Collected data
- Opening Delimiter -
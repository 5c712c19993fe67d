//! Structured logging for the bqfdw CLI
//!
//! Wrapper diagnostics reach this subscriber through `TracingReporter` under
//! the `bqfdw` target.

use tracing::Subscriber;
use tracing_appender::rolling::{RollingFileAppender, Rotation};
use tracing_subscriber::registry::LookupSpan;
use tracing_subscriber::{fmt, layer::SubscriberExt, util::SubscriberInitExt, EnvFilter, Layer};

use crate::config::LoggingConfig;

const LOG_FILE_PREFIX: &str = "bqfdw.log";

/// Log format configuration
#[derive(Debug, Clone, Copy, PartialEq, Eq)]
pub enum LogFormat {
    /// Human-readable format for development
    Pretty,
    /// JSON format for production (structured logging)
    Json,
    /// Compact single-line format
    Compact,
}

impl LogFormat {
    pub fn parse(value: &str) -> Self {
        match value {
            "json" => LogFormat::Json,
            "pretty" => LogFormat::Pretty,
            _ => LogFormat::Compact,
        }
    }
}

/// Log output configuration
#[derive(Debug, Clone, Copy, PartialEq, Eq)]
pub enum LogOutput {
    Stdout,
    File,
    Both,
}

impl LogOutput {
    pub fn parse(value: &str) -> Self {
        match value {
            "file" => LogOutput::File,
            "both" => LogOutput::Both,
            _ => LogOutput::Stdout,
        }
    }
}

/// Initialize the global subscriber from the logging section.
///
/// Console output goes to stderr so command output on stdout stays pipeable.
/// An invalid level falls back to `info`.
pub fn init(config: &LoggingConfig) {
    let format = LogFormat::parse(&config.format);
    let output = LogOutput::parse(&config.output);

    let env_filter = EnvFilter::try_new(&config.level).unwrap_or_else(|_| EnvFilter::new("info"));

    let console_layer = match format {
        LogFormat::Pretty => fmt::layer()
            .pretty()
            .with_writer(std::io::stderr)
            .with_target(true)
            .boxed(),
        LogFormat::Json => fmt::layer()
            .json()
            .with_writer(std::io::stderr)
            .with_current_span(true)
            .boxed(),
        LogFormat::Compact => fmt::layer().compact().with_writer(std::io::stderr).boxed(),
    };

    let registry = tracing_subscriber::registry().with(env_filter);
    match output {
        LogOutput::Stdout => registry.with(console_layer).init(),
        LogOutput::File => registry.with(file_layer(&config.directory)).init(),
        LogOutput::Both => registry
            .with(console_layer)
            .with(file_layer(&config.directory))
            .init(),
    }

    tracing::debug!(
        format = ?format,
        output = ?output,
        level = %config.level,
        "Logging initialized"
    );
}

/// Daily rolling file output without ANSI colours.
fn file_layer<S>(directory: &str) -> Box<dyn Layer<S> + Send + Sync>
where
    S: Subscriber + for<'a> LookupSpan<'a>,
{
    std::fs::create_dir_all(directory).ok();
    let file_appender = RollingFileAppender::new(Rotation::DAILY, directory, LOG_FILE_PREFIX);
    fmt::layer().with_writer(file_appender).with_ansi(false).boxed()
}

#[cfg(test)]
mod tests {
    use super::*;

    #[test]
    fn test_log_format_parse() {
        assert_eq!(LogFormat::parse("json"), LogFormat::Json);
        assert_eq!(LogFormat::parse("pretty"), LogFormat::Pretty);
        assert_eq!(LogFormat::parse("compact"), LogFormat::Compact);
        assert_eq!(LogFormat::parse("fancy"), LogFormat::Compact);
    }

    #[test]
    fn test_log_output_parse() {
        assert_eq!(LogOutput::parse("file"), LogOutput::File);
        assert_eq!(LogOutput::parse("both"), LogOutput::Both);
        assert_eq!(LogOutput::parse("stdout"), LogOutput::Stdout);
        assert_eq!(LogOutput::parse(""), LogOutput::Stdout);
    }
}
- Closing Delimiter -
● WORK REQUEST
The answer must hold exactly the lines of the entries above, from the first line through the line that contains "use crate::config::LoggingConfig;", and no others.

● THE ANSWER
repository 5c712c19993fe67d
//! Structured logging for the bqfdw CLI
//!
//! Wrapper diagnostics reach this subscriber through `TracingReporter` under
//! the `bqfdw` target.

use tracing::Subscriber;
use tracing_appender::rolling::{RollingFileAppender, Rotation};
use tracing_subscriber::registry::LookupSpan;
use tracing_subscriber::{fmt, layer::SubscriberExt, util::SubscriberInitExt, EnvFilter, Layer};

use crate::config::LoggingConfig;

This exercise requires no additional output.